The Guardian newspaper published graphic details of the Taliban operation:

 According to people involved in the break-out, the Taliban's great escape began with a team of  18 insurgents on the outside spending five months burrowing hundreds of metres underground  through the brown soil west of Kandahar city and into Sarpoza prison, taking their tunnel right into  the prison's political section where hundreds of Taliban were held.

 As the great escape was a break-in rather than a break-out, there was no need to surreptitiously  get rid of the earth inside the camp; according to one local media report, the Kandahar plotters  simply sold lorry loads of the earth in the city's bazaar from a tunnel stretching a reported 320  metres.

 According to one of the escapees, the tunnel was of sufficient diameter and high enough for the  prisoners to stand upright for most of their walk to freedom. Sections were lit by electric light and  ventilated with fans, he said.
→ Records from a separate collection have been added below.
mod downloader;
mod types;
mod ytdlp;

pub use downloader::Downloader;
pub use types::{
    DownloadOptions, DownloadOutcome, DownloadRequest, FetchError, ProgressEvent, ProgressHook,
    ProgressStatus,
};
pub use ytdlp::YtDlpDownloader;

use crate::config::DownloadConfig;
use crate::console::Reporter;
use std::path::PathBuf;
use std::sync::Arc;
use tracing::{debug, info, warn};

pub const OUTPUT_NAME_TEMPLATE: &str = "%(id)s.%(ext)s";

pub struct Fetcher {
    backend: Box<dyn Downloader>,
    output_dir: PathBuf,
    reporter: Arc<dyn Reporter>,
}

impl Fetcher {
    pub fn new(
        mut backend: Box<dyn Downloader>,
        settings: &DownloadConfig,
        reporter: Arc<dyn Reporter>,
    ) -> Self {
        let hook_reporter = reporter.clone();
        let progress_hook: ProgressHook = Arc::new(move |event: &ProgressEvent| {
            if event.status != ProgressStatus::Downloading {
                return;
            }
            if let Some(percent) = event.percent {
                hook_reporter.progress(percent);
            }
        });

        let output_template = settings
            .output_dir
            .join(OUTPUT_NAME_TEMPLATE)
            .to_string_lossy()
            .to_string();

        backend.configure(DownloadOptions {
            output_template,
            format: settings.format.clone(),
            progress_hooks: vec![progress_hook],
        });

        info!(
            "Fetcher initialized - using {} with format '{}' into {}",
            backend.name(),
            settings.format,
            settings.output_dir.display()
        );

        Self {
            backend,
            output_dir: settings.output_dir.clone(),
            reporter,
        }
    }

    /// Never returns an error: every failure ends up in `DownloadOutcome::Failure`.
    pub async fn fetch(&self, source_url: &str) -> DownloadOutcome {
        let request = match DownloadRequest::new(source_url) {
            Ok(request) => request,
            Err(e) => return self.fail(e),
        };

        info!(
            "Starting download for URL: {} (host: {})",
            request.source_url(),
            request.host().as_deref().unwrap_or("unknown")
        );

        if let Err(e) = self.ensure_output_dir().await {
            return self.fail(e);
        }

        self.reporter.started(&request);

        match self.backend.download(request.source_url()).await {
            Ok(media) => {
                info!(
                    "Successfully downloaded {}.{} with {}: {}",
                    media.id,
                    media.ext,
                    self.backend.name(),
                    media.path.display()
                );
                self.reporter.completed(&media.path);
                DownloadOutcome::Success(media.path)
            }
            Err(e) => self.fail(FetchError::Backend(format!("{e:#}"))),
        }
    }

    async fn ensure_output_dir(&self) -> Result<(), FetchError> {
        debug!("Ensuring output directory {}", self.output_dir.display());

        tokio::fs::create_dir_all(&self.output_dir)
            .await
            .map_err(|source| FetchError::OutputDir {
                path: self.output_dir.clone(),
                source,
            })
    }

    fn describe_failure(&self, error: &FetchError) -> String {
        match error {
            FetchError::Backend(_) => format!("{} failed: {}", self.backend.name(), error),
            FetchError::InvalidRequest(_) | FetchError::OutputDir { .. } => {
                format!("Fetch aborted before download: {}", error)
            }
        }
    }

    fn fail(&self, error: FetchError) -> DownloadOutcome {
        warn!("{}", self.describe_failure(&error));
        self.reporter.failed(&error);
        DownloadOutcome::Failure(error)
    }
}
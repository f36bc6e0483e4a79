use crate::media::{DownloadRequest, FetchError};
use std::io::Write;
use std::path::Path;
use std::sync::Mutex;

/// Receives the user-facing milestones of a fetch.
pub trait Reporter: Send + Sync {
    fn started(&self, request: &DownloadRequest);
    fn progress(&self, percent: f64);
    fn completed(&self, path: &Path);
    fn failed(&self, error: &FetchError);
}

struct ConsoleState<W> {
    out: W,
    // A progress line has been drawn without a trailing newline.
    line_open: bool,
}

pub struct ConsoleReporter<W: Write + Send> {
    state: Mutex<ConsoleState<W>>,
}

impl ConsoleReporter<std::io::Stdout> {
    pub fn stdout() -> Self {
        Self::new(std::io::stdout())
    }
}

impl<W: Write + Send> ConsoleReporter<W> {
    pub fn new(out: W) -> Self {
        Self {
            state: Mutex::new(ConsoleState {
                out,
                line_open: false,
            }),
        }
    }

    fn finish_line(&self, message: std::fmt::Arguments<'_>) {
        let Ok(mut state) = self.state.lock() else {
            return;
        };
        if state.line_open {
            let _ = writeln!(state.out);
            state.line_open = false;
        }
        let _ = writeln!(state.out, "{}", message);
        let _ = state.out.flush();
    }
}

#[cfg(test)]
impl ConsoleReporter<Vec<u8>> {
    pub fn contents(&self) -> String {
        String::from_utf8_lossy(&self.state.lock().unwrap().out).into_owned()
    }
}

pub fn format_percent(percent: f64) -> String {
    format!("{:>5.1}%", percent.clamp(0.0, 100.0))
}

impl<W: Write + Send> Reporter for ConsoleReporter<W> {
    fn started(&self, request: &DownloadRequest) {
        self.finish_line(format_args!(
            "Starting video download: {}",
            request.source_url()
        ));
    }

    fn progress(&self, percent: f64) {
        let Ok(mut state) = self.state.lock() else {
            return;
        };
        let _ = write!(state.out, "\rDownload progress: {}", format_percent(percent));
        let _ = state.out.flush();
        state.line_open = true;
    }

    fn completed(&self, path: &Path) {
        self.finish_line(format_args!("Download complete: {}", path.display()));
    }

    fn failed(&self, error: &FetchError) {
        self.finish_line(format_args!("Download failed: {}", error));
    }
}

#[cfg(test)]
mod tests {
    use super::*;
    use std::path::PathBuf;

    #[test]
    fn test_format_percent() {
        assert_eq!(format_percent(0.0), "  0.0%");
        assert_eq!(format_percent(55.24), " 55.2%");
        assert_eq!(format_percent(100.0), "100.0%");
        assert_eq!(format_percent(130.0), "100.0%");
    }

    #[test]
    fn test_progress_overwrites_line() {
        let reporter = ConsoleReporter::new(Vec::new());
        let request = DownloadRequest::new("https://x.com/a/status/1").unwrap();

        reporter.started(&request);
        reporter.progress(10.0);
        reporter.progress(55.0);
        reporter.completed(&PathBuf::from("downloads/1.mp4"));

        assert_eq!(
            reporter.contents(),
            "Starting video download: https://x.com/a/status/1\n\
             \rDownload progress:  10.0%\rDownload progress:  55.0%\n\
             Download complete: downloads/1.mp4\n"
        );
    }

    #[test]
    fn test_failure_without_progress() {
        let reporter = ConsoleReporter::new(Vec::new());
        reporter.failed(&FetchError::Backend("rate limited".to_string()));

        assert_eq!(reporter.contents(), "Download failed: rate limited\n");
    }
}
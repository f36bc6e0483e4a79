use anyhow::{Context, Result};
use clap::Parser;
use std::path::PathBuf;
use std::process::ExitCode;
use std::sync::Arc;
use tracing::{info, warn};
use tracing_subscriber::filter::{EnvFilter, LevelFilter};

mod config;
mod console;
mod media;

use config::{Config, LogFormat};
use console::ConsoleReporter;
use media::{Downloader, Fetcher, YtDlpDownloader};

#[derive(Parser, Debug)]
#[command(name = "fetch", author, version, about = "Download the video behind a social-media post", long_about = None)]
struct Args {
    /// URL of the post to download
    url: String,

    /// Path to the config file
    #[arg(short, long)]
    config: Option<String>,

    /// Directory to save the video into
    #[arg(short, long)]
    output_dir: Option<PathBuf>,

    /// Format selector passed to the backend
    #[arg(short, long)]
    format: Option<String>,

    /// yt-dlp compatible executable to use
    #[arg(long)]
    backend: Option<String>,
}

fn get_config_path(args: &Args) -> Option<String> {
    resolve_config_path(
        args.config.clone(),
        std::env::var("FETCH_CONFIG").ok(),
        std::env::var("XDG_CONFIG_HOME").ok(),
        dirs::home_dir(),
    )
}

/// Lookup order: explicit path, `FETCH_CONFIG`, XDG config home, `~/.config`.
fn resolve_config_path(
    explicit: Option<String>,
    fetch_config: Option<String>,
    xdg_config_home: Option<String>,
    home: Option<PathBuf>,
) -> Option<String> {
    if let Some(path) = explicit {
        return Some(path);
    }

    if let Some(path) = fetch_config {
        return Some(path);
    }

    if let Some(xdg_config_home) = xdg_config_home {
        let config_path = format!("{}/postfetch/config.toml", xdg_config_home);
        if std::path::Path::new(&config_path).exists() {
            return Some(config_path);
        }
    }

    if let Some(home) = home {
        let config_path = format!("{}/.config/postfetch/config.toml", home.display());
        if std::path::Path::new(&config_path).exists() {
            return Some(config_path);
        }
    }

    None
}

fn init_tracing(format: LogFormat) {
    // Progress goes to stdout, so logs stay on stderr and quiet by default.
    let env_filter = EnvFilter::builder()
        .with_default_directive(LevelFilter::WARN.into())
        .from_env_lossy();

    match format {
        LogFormat::Json => tracing_subscriber::fmt()
            .json()
            .with_env_filter(env_filter)
            .with_writer(std::io::stderr)
            .init(),
        LogFormat::Pretty => tracing_subscriber::fmt()
            .with_env_filter(env_filter)
            .with_writer(std::io::stderr)
            .init(),
    }
}

#[tokio::main(flavor = "current_thread")]
async fn main() -> Result<ExitCode> {
    let args = Args::parse();

    let config_path = get_config_path(&args);
    let config = match &config_path {
        Some(path) => Config::from_file(path)
            .with_context(|| format!("Failed to load config from {}", path))?,
        None => Config::default(),
    };

    init_tracing(config.get_logging_format());

    match &config_path {
        Some(path) => info!("Loaded config from: {}", path),
        None => info!("No config file found, using defaults"),
    }

    let settings = config.download.with_overrides(
        args.output_dir.clone(),
        args.format.clone(),
        args.backend.clone(),
    );

    let backend = YtDlpDownloader::new(&settings.backend);
    if !backend.is_available().await {
        warn!(
            "{} does not seem to be installed, the download will likely fail",
            settings.backend
        );
    }

    let fetcher = Fetcher::new(
        Box::new(backend),
        &settings,
        Arc::new(ConsoleReporter::stdout()),
    );

    let outcome = fetcher.fetch(&args.url).await;

    match outcome.path() {
        Some(path) => info!("Saved to {}", path.display()),
        None => info!(
            "Nothing saved: {}",
            outcome.reason().unwrap_or_default()
        ),
    }

    Ok(if outcome.is_success() {
        ExitCode::SUCCESS
    } else {
        ExitCode::FAILURE
    })
}
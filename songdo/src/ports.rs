use crate::domain::response::{DeleteResponse, PutResponse};
use crate::domain::{CacheStats, StoreConfig};
use crate::realestate::{DealSnapshot, TradeItem};
use async_trait::async_trait;
use chrono::NaiveDate;
use shared::Result;
use std::sync::Arc;
use std::time::Duration;

// Ports are the pluggable extension points for storage and upstream data

/// Port for creating cache storage from configuration
pub trait StorageFactory<V>: Send + Sync + 'static {
    fn create_from_config(&self, config: &StoreConfig) -> Arc<dyn CacheStore<V>>;
}

/// Port for per-entry-TTL key/value storage
///
/// `get` yields `Error::NotFound` for missing and expired keys alike.
#[async_trait]
pub trait CacheStore<V>: Send + Sync + 'static {
    async fn get(&self, key: &str) -> Result<V>;
    async fn put(&self, key: String, value: V, ttl: Duration) -> Result<PutResponse>;
    async fn delete(&self, key: &str) -> Result<DeleteResponse>;
    /// Drop everything, returning how many entries were removed
    async fn clear(&self) -> Result<usize>;
    /// Evict expired entries, returning how many were evicted
    async fn cleanup(&self) -> Result<usize>;
    async fn stats(&self) -> Result<CacheStats>;
}

/// Port for the paginated upstream apartment trade API
#[async_trait]
pub trait TradeSource: Send + Sync + 'static {
    /// `year_month` is `YYYYMM`; `page_no` starts at 1
    async fn fetch_page(&self, year_month: &str, page_no: u32, rows: u32)
    -> Result<Vec<TradeItem>>;
}

/// Port for dated deal snapshots
#[async_trait]
pub trait SnapshotRepository: Send + Sync + 'static {
    async fn load(&self, date: NaiveDate) -> Result<Option<DealSnapshot>>;
    async fn save(&self, snapshot: &DealSnapshot) -> Result<()>;
}
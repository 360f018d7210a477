// shared/src/lib.rs

#[derive(thiserror::Error, Debug)]
pub enum Error {
    #[error("not found")]
    NotFound,
    #[error("unknown endpoint: {0}")]
    UnknownEndpoint(String),
    #[error("invalid ttl for {endpoint}: {reason}")]
    InvalidTtl {
        endpoint: String,
        reason: &'static str,
    },
    #[error("invalid date: {0}")]
    InvalidDate(String),
    #[error("upstream: {0}")]
    Upstream(String),
    #[error("snapshot: {0}")]
    Snapshot(String),
    #[error("config: {0}")]
    Config(String),
    #[error("internal: {0}")]
    Internal(String),
}

pub type Result<T> = std::result::Result<T, Error>;

pub mod config;
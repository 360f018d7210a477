pub mod environment;

pub use environment::require_non_production;
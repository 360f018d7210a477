pub mod health;
pub mod performance;
pub mod realestate;

pub use health::health_check;
pub use performance::performance_stats;
pub use realestate::new_deals;
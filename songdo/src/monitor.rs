use crate::clock::Clock;
use crate::domain::{
    AggregatedMetric, CallMetric, CallOutcome, Method, MetricSample, OverallStats, ThresholdReport,
    Thresholds,
};
use parking_lot::Mutex;
use std::collections::{BTreeMap, VecDeque};
use std::fmt::Display;
use std::future::Future;
use std::sync::Arc;
use std::time::{Duration, Instant};
use tracing::debug;

pub const DEFAULT_CAPACITY: usize = 1000;
pub const THRESHOLD_WINDOW: Duration = Duration::from_secs(3600);

/// Bounded FIFO log of API call metrics with on-demand rollups
pub struct MetricsAggregator {
    log: Mutex<VecDeque<CallMetric>>,
    capacity: usize,
    thresholds: Thresholds,
    clock: Arc<dyn Clock>,
}

impl MetricsAggregator {
    pub fn new(capacity: usize, clock: Arc<dyn Clock>) -> Self {
        let capacity = capacity.max(1);
        Self {
            log: Mutex::new(VecDeque::with_capacity(capacity)),
            capacity,
            thresholds: Thresholds::default(),
            clock,
        }
    }

    pub fn with_thresholds(mut self, thresholds: Thresholds) -> Self {
        self.thresholds = thresholds;
        self
    }

    pub fn capacity(&self) -> usize {
        self.capacity
    }

    pub fn len(&self) -> usize {
        self.log.lock().len()
    }

    pub fn is_empty(&self) -> bool {
        self.log.lock().is_empty()
    }

    /// Copy of the retained log, oldest first
    pub fn entries(&self) -> Vec<CallMetric> {
        self.log.lock().iter().cloned().collect()
    }

    pub fn record(&self, sample: MetricSample) {
        let metric = CallMetric {
            endpoint: sample.endpoint,
            method: sample.method,
            response_time_ms: sample.response_time_ms,
            outcome: sample.outcome,
            timestamp_ms: self.clock.now_ms(),
        };

        let mut log = self.log.lock();
        log.push_back(metric);
        while log.len() > self.capacity {
            log.pop_front();
        }
    }

    /// Per `"{METHOD} {endpoint}"` rollups over records newer than `window`
    pub fn aggregated(&self, window: Duration) -> BTreeMap<String, AggregatedMetric> {
        let cutoff = self
            .clock
            .now_ms()
            .saturating_sub(window.as_millis() as u64);

        let log = self.log.lock();
        let mut grouped: BTreeMap<String, Vec<&CallMetric>> = BTreeMap::new();
        for metric in log.iter().filter(|m| m.timestamp_ms > cutoff) {
            grouped.entry(metric.group_key()).or_default().push(metric);
        }

        grouped
            .into_iter()
            .map(|(endpoint, metrics)| {
                let rollup = rollup(&endpoint, &metrics);
                (endpoint, rollup)
            })
            .collect()
    }

    /// Classify endpoints of the last hour against the configured thresholds
    pub fn check_thresholds(&self) -> ThresholdReport {
        let mut report = ThresholdReport::default();

        for (endpoint, metric) in self.aggregated(THRESHOLD_WINDOW) {
            if metric.average_response_time_ms > self.thresholds.max_average_response_ms {
                report.slow_endpoints.push(endpoint.clone());
            }
            if metric.error_rate_pct > self.thresholds.max_error_rate_pct {
                report.high_error_endpoints.push(endpoint.clone());
            }
            if metric.cache_hit_rate_pct < self.thresholds.min_cache_hit_rate_pct {
                report.low_cache_endpoints.push(endpoint);
            }
        }

        report
    }

    /// Totals over the whole retained log
    pub fn overall(&self) -> OverallStats {
        let log = self.log.lock();
        if log.is_empty() {
            return OverallStats::default();
        }

        let metrics: Vec<&CallMetric> = log.iter().collect();
        let rollup = rollup("", &metrics);
        let oldest = metrics
            .iter()
            .map(|m| m.timestamp_ms)
            .min()
            .unwrap_or_default();

        OverallStats {
            total_requests: rollup.total_requests,
            average_response_time_ms: rollup.average_response_time_ms,
            error_rate_pct: rollup.error_rate_pct,
            cache_hit_rate_pct: rollup.cache_hit_rate_pct,
            uptime_ms: self.clock.now_ms().saturating_sub(oldest),
        }
    }

    /// Drop records older than `max_age`, returning how many were dropped
    pub fn cleanup(&self, max_age: Duration) -> usize {
        let cutoff = self
            .clock
            .now_ms()
            .saturating_sub(max_age.as_millis() as u64);

        let mut log = self.log.lock();
        let before = log.len();
        log.retain(|m| m.timestamp_ms > cutoff);
        before - log.len()
    }

    /// Start timing a call; the returned guard records exactly one metric
    pub fn start_call(&self, endpoint: impl Into<String>, method: Method) -> CallGuard<'_> {
        CallGuard {
            monitor: self,
            endpoint: endpoint.into(),
            method,
            started: Instant::now(),
            outcome: None,
        }
    }

    /// Time `call` and record its outcome, passing the result through untouched
    pub async fn with_monitoring<T, E, F, Fut>(
        &self,
        endpoint: &str,
        method: Method,
        cached: bool,
        call: F,
    ) -> Result<T, E>
    where
        F: FnOnce() -> Fut,
        Fut: Future<Output = Result<T, E>>,
        E: Display,
    {
        let mut guard = self.start_call(endpoint, method);
        let result = call().await;
        match &result {
            Ok(_) => guard.succeeded(cached),
            Err(e) => guard.failed(e.to_string()),
        }
        result
    }
}

impl std::fmt::Debug for MetricsAggregator {
    fn fmt(&self, f: &mut std::fmt::Formatter<'_>) -> std::fmt::Result {
        f.debug_struct("MetricsAggregator")
            .field("capacity", &self.capacity)
            .field("thresholds", &self.thresholds)
            .finish()
    }
}

fn rollup(endpoint: &str, metrics: &[&CallMetric]) -> AggregatedMetric {
    let total = metrics.len();
    let errors = metrics.iter().filter(|m| m.outcome.is_error()).count();
    let cached = metrics.iter().filter(|m| m.outcome.is_cached()).count();
    let total_time: u64 = metrics.iter().map(|m| m.response_time_ms).sum();

    // max_by_key keeps the last of equal timestamps, i.e. the most recently logged
    let last_error = metrics
        .iter()
        .filter(|m| m.outcome.error().is_some())
        .max_by_key(|m| m.timestamp_ms);

    let pct = |n: usize| n as f64 / total as f64 * 100.0;

    AggregatedMetric {
        endpoint: endpoint.to_string(),
        total_requests: total,
        average_response_time_ms: total_time as f64 / total as f64,
        error_rate_pct: pct(errors),
        cache_hit_rate_pct: pct(cached),
        last_error: last_error.and_then(|m| m.outcome.error().map(str::to_string)),
        last_error_timestamp_ms: last_error.map(|m| m.timestamp_ms),
    }
}

/// Records one metric when finished, or a failure if dropped unfinished
pub struct CallGuard<'a> {
    monitor: &'a MetricsAggregator,
    endpoint: String,
    method: Method,
    started: Instant,
    outcome: Option<CallOutcome>,
}

impl CallGuard<'_> {
    pub fn succeeded(&mut self, cached: bool) {
        self.outcome = Some(if cached {
            CallOutcome::Cached
        } else {
            CallOutcome::ok()
        });
    }

    pub fn failed(&mut self, error: impl Into<String>) {
        self.outcome = Some(CallOutcome::failed(error));
    }
}

impl Drop for CallGuard<'_> {
    fn drop(&mut self) {
        let outcome = self
            .outcome
            .take()
            .unwrap_or_else(|| CallOutcome::failed("call did not complete"));
        let elapsed = self.started.elapsed().as_millis() as u64;

        debug!(
            endpoint = %self.endpoint,
            method = %self.method,
            status = outcome.status_code(),
            elapsed_ms = elapsed,
            "API call recorded"
        );

        self.monitor.record(MetricSample::new(
            std::mem::take(&mut self.endpoint),
            self.method,
            elapsed,
            outcome,
        ));
    }
}

#[cfg(test)]
mod tests {
    use super::*;
    use crate::clock::ManualClock;

    fn monitor() -> (MetricsAggregator, Arc<ManualClock>) {
        let clock = Arc::new(ManualClock::new(10_000_000));
        (MetricsAggregator::new(DEFAULT_CAPACITY, clock.clone()), clock)
    }

    fn sample(endpoint: &str, ms: u64, outcome: CallOutcome) -> MetricSample {
        MetricSample::new(endpoint, Method::Get, ms, outcome)
    }

    #[test]
    fn test_log_is_bounded_fifo() {
        let (monitor, _clock) = monitor();

        for i in 0..1001u64 {
            monitor.record(sample(&format!("/api/{}", i), i, CallOutcome::ok()));
        }

        let entries = monitor.entries();
        assert_eq!(entries.len(), 1000);
        assert_eq!(entries[0].endpoint, "/api/1");
        assert_eq!(entries[999].endpoint, "/api/1000");
    }

    #[test]
    fn test_empty_window_yields_empty_map() {
        let (monitor, clock) = monitor();
        assert!(monitor.aggregated(Duration::from_secs(60)).is_empty());

        monitor.record(sample("/api/news", 10, CallOutcome::ok()));
        clock.advance(Duration::from_secs(61));
        assert!(monitor.aggregated(Duration::from_secs(60)).is_empty());
    }

    #[test]
    fn test_rollup_rates() {
        let (monitor, _clock) = monitor();
        for _ in 0..3 {
            monitor.record(sample("/api/news", 100, CallOutcome::Cached));
        }
        monitor.record(sample("/api/news", 500, CallOutcome::ok()));

        let aggregated = monitor.aggregated(Duration::from_secs(3600));
        let news = &aggregated["GET /api/news"];

        assert_eq!(news.total_requests, 4);
        assert_eq!(news.error_rate_pct, 0.0);
        assert_eq!(news.cache_hit_rate_pct, 75.0);
        assert_eq!(news.average_response_time_ms, 200.0);
        assert!(news.last_error.is_none());
    }

    #[test]
    fn test_grouping_by_method_and_latest_error() {
        let (monitor, clock) = monitor();
        monitor.record(sample("/api/bus", 50, CallOutcome::failed("timeout")));
        clock.advance(Duration::from_millis(5));
        monitor.record(sample("/api/bus", 50, CallOutcome::failed("bad gateway")));
        monitor.record(MetricSample::new(
            "/api/bus",
            Method::Post,
            20,
            CallOutcome::ok(),
        ));

        let aggregated = monitor.aggregated(Duration::from_secs(60));
        assert_eq!(aggregated.len(), 2);

        let get = &aggregated["GET /api/bus"];
        assert_eq!(get.error_rate_pct, 100.0);
        assert_eq!(get.last_error.as_deref(), Some("bad gateway"));
        assert_eq!(get.last_error_timestamp_ms, Some(10_000_005));

        assert_eq!(aggregated["POST /api/bus"].total_requests, 1);
    }

    #[test]
    fn test_thresholds_flag_slow_errors_and_low_cache() {
        let (monitor, _clock) = monitor();
        monitor.record(sample("/api/slow", 2500, CallOutcome::Cached));
        monitor.record(sample("/api/fast", 1000, CallOutcome::Cached));
        monitor.record(sample("/api/broken", 10, CallOutcome::failed("boom")));

        let report = monitor.check_thresholds();

        assert_eq!(report.slow_endpoints, vec!["GET /api/slow"]);
        assert_eq!(report.high_error_endpoints, vec!["GET /api/broken"]);
        assert_eq!(report.low_cache_endpoints, vec!["GET /api/broken"]);
    }

    #[test]
    fn test_custom_thresholds_and_capacity() {
        let clock = Arc::new(ManualClock::new(10_000_000));
        let monitor = MetricsAggregator::new(0, clock).with_thresholds(Thresholds {
            max_average_response_ms: 500.0,
            max_error_rate_pct: 50.0,
            min_cache_hit_rate_pct: 0.0,
        });
        assert_eq!(monitor.capacity(), 1);

        monitor.record(sample("/api/bus", 900, CallOutcome::ok()));

        let report = monitor.check_thresholds();
        assert_eq!(report.slow_endpoints, vec!["GET /api/bus"]);
        assert!(report.high_error_endpoints.is_empty());
        assert!(report.low_cache_endpoints.is_empty());
    }

    #[test]
    fn test_thresholds_ignore_records_older_than_an_hour() {
        let (monitor, clock) = monitor();
        monitor.record(sample("/api/slow", 9000, CallOutcome::Cached));
        clock.advance(Duration::from_secs(3601));

        assert_eq!(monitor.check_thresholds(), ThresholdReport::default());
    }

    #[test]
    fn test_overall_stats_and_uptime() {
        let (monitor, clock) = monitor();
        assert_eq!(monitor.overall(), OverallStats::default());

        monitor.record(sample("/api/a", 100, CallOutcome::ok()));
        clock.advance(Duration::from_secs(30));
        monitor.record(sample("/api/b", 300, CallOutcome::failed("x")));

        let overall = monitor.overall();
        assert_eq!(overall.total_requests, 2);
        assert_eq!(overall.average_response_time_ms, 200.0);
        assert_eq!(overall.error_rate_pct, 50.0);
        assert_eq!(overall.cache_hit_rate_pct, 0.0);
        assert_eq!(overall.uptime_ms, 30_000);
    }

    #[test]
    fn test_cleanup_drops_old_records() {
        let (monitor, clock) = monitor();
        monitor.record(sample("/api/a", 1, CallOutcome::ok()));
        clock.advance(Duration::from_secs(7200));
        monitor.record(sample("/api/b", 1, CallOutcome::ok()));

        assert_eq!(monitor.cleanup(Duration::from_secs(3600)), 1);
        assert_eq!(monitor.entries()[0].endpoint, "/api/b");
    }

    #[tokio::test]
    async fn test_with_monitoring_records_success_and_failure() {
        let (monitor, _clock) = monitor();

        let ok: Result<u32, String> = monitor
            .with_monitoring("/api/weather", Method::Get, true, || async { Ok(7) })
            .await;
        assert_eq!(ok, Ok(7));

        let err: Result<u32, String> = monitor
            .with_monitoring("/api/weather", Method::Get, false, || async {
                Err("upstream 503".to_string())
            })
            .await;
        assert_eq!(err, Err("upstream 503".to_string()));

        let entries = monitor.entries();
        assert_eq!(entries.len(), 2);
        assert_eq!(entries[0].outcome, CallOutcome::Cached);
        assert_eq!(entries[1].outcome, CallOutcome::failed("upstream 503"));
        assert_eq!(entries[1].outcome.status_code(), 500);
    }

    #[tokio::test]
    async fn test_dropped_call_is_recorded_as_failure() {
        let (monitor, _clock) = monitor();

        {
            let fut = monitor.with_monitoring("/api/medical", Method::Get, false, || async {
                std::future::pending::<Result<(), String>>().await
            });
            let timed_out = tokio::time::timeout(Duration::from_millis(10), fut).await;
            assert!(timed_out.is_err());
        }

        let entries = monitor.entries();
        assert_eq!(entries.len(), 1);
        assert_eq!(entries[0].outcome.error(), Some("call did not complete"));
    }
}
 When the escapee prisoners got to a construction company compound at the end of the tunnel,  they were met by their commanders and taken off in cars to safe locations.

The Pakistani Taliban have perhaps taken cue from the Afghan Taliban to secure release of their comrades.

It may also be pointed out that the Taliban attacks on prisons came in the wake of US-financed military operations in Pakistan’s tribal territories along the border with Afghanistan.

The military operations, which have killed thousands of people and displaced hundreds of thousands others, continued behind a smoke screen. The mercenary army has taken thousands of 'militants' into custody since the operation was launched in 2004 at the behest of Washington.

Prime Minister Nawaz Sharif, whose Muslim League-Nawaz Party captured absolute majority seats in the parliament in May 11's tainted general elections, has shown inclination to hold peace talks with the TTP but Washington is against such talks.

Abdus Sattar Ghazali is the Chief Editor of the Journal of America.